KarasKustoms offers the Ink in 10 different color finishes for the pen body. I have always preferred the plain aluminium myself, but the color options look very attractive and fit the overall style of the pen very well. (Hm. The Retrakt Tu-Tone in blue thought? Worth a thought…)
The section is much thinner than the barrel, to achieve the clean lines of the capped pen. Coming from the barrel, there is a step down towards the threads for the cap and a section that is flared towards the nib to keep your fingers from slipping during long writing sessions.
The threats are cut well and not too sharp, but people that grip their pen higher towards the threads have told me that they notice them while writing.
The section offers a second option to customize your Ink, after the color finishes. You can pick between 3 different materials, aluminium, copper and brass. You can also chose weather you want your Ink to be a rollerball or a fountain pen.
The fountain pen version uses Schmidt nib units, KarasKustoms offers them with steel nibs in the sizes F, M and B.
The Ink is a cartridge / converter pen, a versatile, uncomplicated filling system that fits the pen well. The supplied converter is a Schmidt unit that works well and without leaking.
Uncapping the ink for the first time was a bit of a let down for me. The size #5 nib looks too small for the pen, the otherwise well proportioned and balanced looking Ink could have used a #6. I understand that the smaller nib makes it possible to achieve the streamlined look of the capped pen, but I can’t help but wonder from time to time if the nib unit would accept a bigger replacement nib that got worked on a little.
The nib comes a little short when it it hits the paper, too. I got all 3 nib sizes, and I prefer the fine nib. All the nibs performed adequately, but I would describe the experience as a little uninspired. Not exceptionally smooth, or flexible, but passable.
Where it excels is practicability. The ink is incredibly sturdy and well thought out. You can carry it everywhere, take it out of your pocket, and it will work. The aluminium material is light enough make it comfortable to write with for longer periods. It fits perfectly into the fountain pen shaped hole in your every day carry. It’s uncanny, really. Despite it’s average writing performance I find myself using the Ink even if I have other pens in front of me.
I’ve been living with the Ink for a few months now, and I am stumped by it.
The Ink has been designed to be an attractive, dependable everyday companion, and I have never encountered a fountain pen that fits this use case better than the Ink. I can’t even think of any improvements to make it better in this regard.
For somebody that is into buying and collecting pens because they like to use pens, the Ink might be the last pen that they have to buy. It is that reliable, that useful, that perfectly designed to fulfill it’s role.

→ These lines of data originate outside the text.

//! Conversion between phrases, codes, and packed bytes.
//!
//! A phrase maps to a code (one word-list index per slot), and the code packs
//! into bytes using the slot widths of the pattern:
//!
//! ```text
//! ["blue", "fox"]  <->  [1, 2]  <->  01 10 0000  (0x60)
//!                       color(2) animal(2)
//! ```
//!
//! Both directions are all-or-nothing: the first bad word or index fails the
//! whole call.

use crate::bitpack::{self, low_mask, MAX_FIELD_BITS};
use crate::error::{CodecError, Result};
use crate::pattern::Pattern;

/// Look up the index of every word in its slot's word list.
///
/// # Errors
/// - `CodecError::LengthMismatch` if the phrase and pattern differ in length
/// - `CodecError::UnknownWord` if a word is not in its category
/// - `CodecError::WordTooWide` if a word's index does not fit its slot
pub fn phrase_to_code<S: AsRef<str>>(pattern: &Pattern, phrase: &[S]) -> Result<Vec<u64>> {
    check_len(pattern, phrase.len())?;

    let vocabulary = pattern.vocabulary();
    let mut code = Vec::with_capacity(phrase.len());

    for (position, (slot, word)) in pattern.slots().iter().zip(phrase).enumerate() {
        let word = word.as_ref();
        let list = vocabulary.require(slot.category)?;

        let index = list.index_of(word).ok_or_else(|| CodecError::UnknownWord {
            word: word.to_string(),
            position,
        })?;

        // Widths over 64 are left for the packer to reject
        if slot.bits <= MAX_FIELD_BITS && index > low_mask(slot.bits) {
            return Err(CodecError::WordTooWide {
                word: word.to_string(),
                position,
                index,
                bits: slot.bits,
            }
            .into());
        }

        code.push(index);
    }

    Ok(code)
}

/// Look up the word at every index of `code`.
///
/// # Errors
/// - `CodecError::LengthMismatch` if the code and pattern differ in length
/// - `CodecError::IndexOutOfRange` if an index is past the end of its list
pub fn code_to_phrase(pattern: &Pattern, code: &[u64]) -> Result<Vec<String>> {
    check_len(pattern, code.len())?;

    let vocabulary = pattern.vocabulary();
    pattern
        .slots()
        .iter()
        .zip(code)
        .map(|(slot, &index)| -> Result<String> {
            let list = vocabulary.require(slot.category)?;
            list.word(index).map(str::to_string).ok_or_else(|| {
                CodecError::IndexOutOfRange {
                    category: slot.category,
                    index,
                    len: list.len(),
                }
                .into()
            })
        })
        .collect()
}

/// Encode a phrase into packed bytes.
pub fn encode<S: AsRef<str>>(pattern: &Pattern, phrase: &[S]) -> Result<Vec<u8>> {
    let code = phrase_to_code(pattern, phrase)?;
    bitpack::pack(code.into_iter().zip(pattern.widths()))
}

/// Decode packed bytes into a phrase.
///
/// Bytes past `pattern.byte_len()` are ignored.
///
/// # Errors
/// - `BitIoError::InsufficientBits` if `bytes` is shorter than the pattern
/// - `CodecError::IndexOutOfRange` if a field names no word
pub fn decode(pattern: &Pattern, bytes: &[u8]) -> Result<Vec<String>> {
    let code = bitpack::unpack(bytes, &pattern.widths())?;
    code_to_phrase(pattern, &code)
}

fn check_len(pattern: &Pattern, actual: usize) -> Result<()> {
    if actual != pattern.len() {
        return Err(CodecError::LengthMismatch {
            expected: pattern.len(),
            actual,
        }
        .into());
    }
    Ok(())
}

impl Pattern {
    /// Encode a phrase into packed bytes. See [`encode`].
    pub fn encode<S: AsRef<str>>(&self, phrase: &[S]) -> Result<Vec<u8>> {
        encode(self, phrase)
    }

    /// Decode packed bytes into a phrase. See [`decode`].
    pub fn decode(&self, bytes: &[u8]) -> Result<Vec<String>> {
        decode(self, bytes)
    }
}

#[cfg(test)]
mod tests {
    use super::*;
    use crate::category::Category;
    use crate::error::{BitIoError, Error};
    use crate::vocabulary::{Vocabulary, WordList};
    use std::sync::Arc;

    fn small_vocab() -> Arc<Vocabulary> {
        Arc::new(
            Vocabulary::new()
                .with(
                    Category::Color,
                    WordList::new(Category::Color, 2, ["red", "blue", "green", "black"]).unwrap(),
                )
                .with(
                    Category::Animal,
                    WordList::new(Category::Animal, 2, ["cat", "dog", "fox", "owl"]).unwrap(),
                ),
        )
    }

    fn color_animal() -> Pattern {
        Pattern::compile("color(2) animal(2)", small_vocab()).unwrap()
    }

    #[test]
    fn test_blue_fox() {
        let pattern = color_animal();
        assert_eq!(phrase_to_code(&pattern, &["blue", "fox"]).unwrap(), vec![1, 2]);

        let bytes = pattern.encode(&["blue", "fox"]).unwrap();
        assert_eq!(bytes, vec![0x60]);
        assert_eq!(pattern.decode(&[0x60]).unwrap(), vec!["blue", "fox"]);
    }

    #[test]
    fn test_every_phrase_round_trips() {
        let pattern = color_animal();
        let vocab = pattern.vocabulary().clone();
        for color in vocab.get(Category::Color).unwrap().words() {
            for animal in vocab.get(Category::Animal).unwrap().words() {
                let phrase = vec![color.clone(), animal.clone()];
                let bytes = pattern.encode(&phrase).unwrap();
                assert_eq!(bytes.len(), 1);
                assert_eq!(pattern.decode(&bytes).unwrap(), phrase);
            }
        }
    }

    #[test]
    fn test_unknown_word() {
        let pattern = Pattern::compile("animal", small_vocab()).unwrap();
        let result = pattern.encode(&["not-a-real-animal"]);
        match result {
            Err(Error::Codec(CodecError::UnknownWord { word, position })) => {
                assert_eq!(word, "not-a-real-animal");
                assert_eq!(position, 0);
            }
            other => panic!("expected unknown word, got {:?}", other),
        }
    }

    #[test]
    fn test_word_from_wrong_category() {
        let result = color_animal().encode(&["fox", "blue"]);
        assert!(matches!(
            result,
            Err(Error::Codec(CodecError::UnknownWord { position: 0, .. }))
        ));
    }

    #[test]
    fn test_length_mismatch() {
        let pattern = color_animal();
        assert!(matches!(
            pattern.encode(&["blue"]),
            Err(Error::Codec(CodecError::LengthMismatch {
                expected: 2,
                actual: 1
            }))
        ));
        assert!(matches!(
            code_to_phrase(&pattern, &[0, 1, 2]),
            Err(Error::Codec(CodecError::LengthMismatch {
                expected: 2,
                actual: 3
            }))
        ));
    }

    #[test]
    fn test_word_too_wide_for_slot() {
        let pattern = Pattern::compile("color(1) animal(2)", small_vocab()).unwrap();
        assert_eq!(pattern.encode(&["blue", "owl"]).unwrap(), vec![0b1110_0000]);

        let result = pattern.encode(&["green", "owl"]);
        assert!(matches!(
            result,
            Err(Error::Codec(CodecError::WordTooWide {
                position: 0,
                index: 2,
                bits: 1,
                ..
            }))
        ));
    }

    #[test]
    fn test_insufficient_bits() {
        let pattern = Pattern::compile("color(2) animal(2) color(2) animal(2) color(2)", small_vocab()).unwrap();
        assert_eq!(pattern.byte_len(), 2);
        assert!(matches!(
            pattern.decode(&[0xFF]),
            Err(Error::BitIo(BitIoError::InsufficientBits {
                requested: 10,
                available: 8
            }))
        ));
    }

    #[test]
    fn test_decoded_index_out_of_range() {
        let vocab = Arc::new(Vocabulary::new().with(
            Category::Animal,
            WordList::new(Category::Animal, 3, ["cat", "dog", "fox", "owl", "emu"]).unwrap(),
        ));
        let pattern = Pattern::compile("animal", vocab).unwrap();

        assert_eq!(pattern.decode(&[0b1000_0000]).unwrap(), vec!["emu"]);
        match pattern.decode(&[0b1110_0000]) {
            Err(Error::Codec(CodecError::IndexOutOfRange { category, index, len })) => {
                assert_eq!(category, Category::Animal);
                assert_eq!(index, 7);
                assert_eq!(len, 5);
            }
            other => panic!("expected index out of range, got {:?}", other),
        }
    }

    #[test]
    fn test_width_over_64_fails_at_encode() {
        let pattern = Pattern::compile("animal(65)", small_vocab()).unwrap();
        assert!(matches!(
            pattern.encode(&["cat"]),
            Err(Error::BitIo(BitIoError::InvalidBitCount(65)))
        ));
        assert!(matches!(
            pattern.decode(&[0; 16]),
            Err(Error::BitIo(BitIoError::InvalidBitCount(65)))
        ));
    }

    #[test]
    fn test_empty_pattern() {
        let pattern = Pattern::compile("", small_vocab()).unwrap();
        let bytes = pattern.encode::<&str>(&[]).unwrap();
        assert!(bytes.is_empty());
        assert!(pattern.decode(&bytes).unwrap().is_empty());
    }
}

But that would be a shame, since there are so many nibs out there! If you have ever experienced a steel Jowo nib (in my opinion the best widely available steel nib on the market) or a firm but smooth and slightly springy gold nib, you might find yourself in the same position I ended up in: looking at gold nibs that cost more than the Ink itself to swap in.
Until I make that jump, I consciously make myself pick up pens with gold nibs, or just great steel nibs.
The Ink is an amazing tool, so good that I wish it was a slightly better pen.
Update and Correction:
Dan Bishop of KarasKustoms points out on Twitter:
@TheRealNibCreep just FYI, that nib is made by JoWo for Schmidt.
— Dan Bishop (@dsgncncssn) 5. März 2015
I did not know that, and I honestly can’t explain why I have had better experiences with Jowo nibs in other pens. I can’t change my opinion on these nibs, but please take my criticism with a grain of salt. The nibs on the Ink are fine, but the Jowos on Edison and TWSBI pens feel better to me. I still use my Ink more. It is quite the conundrum.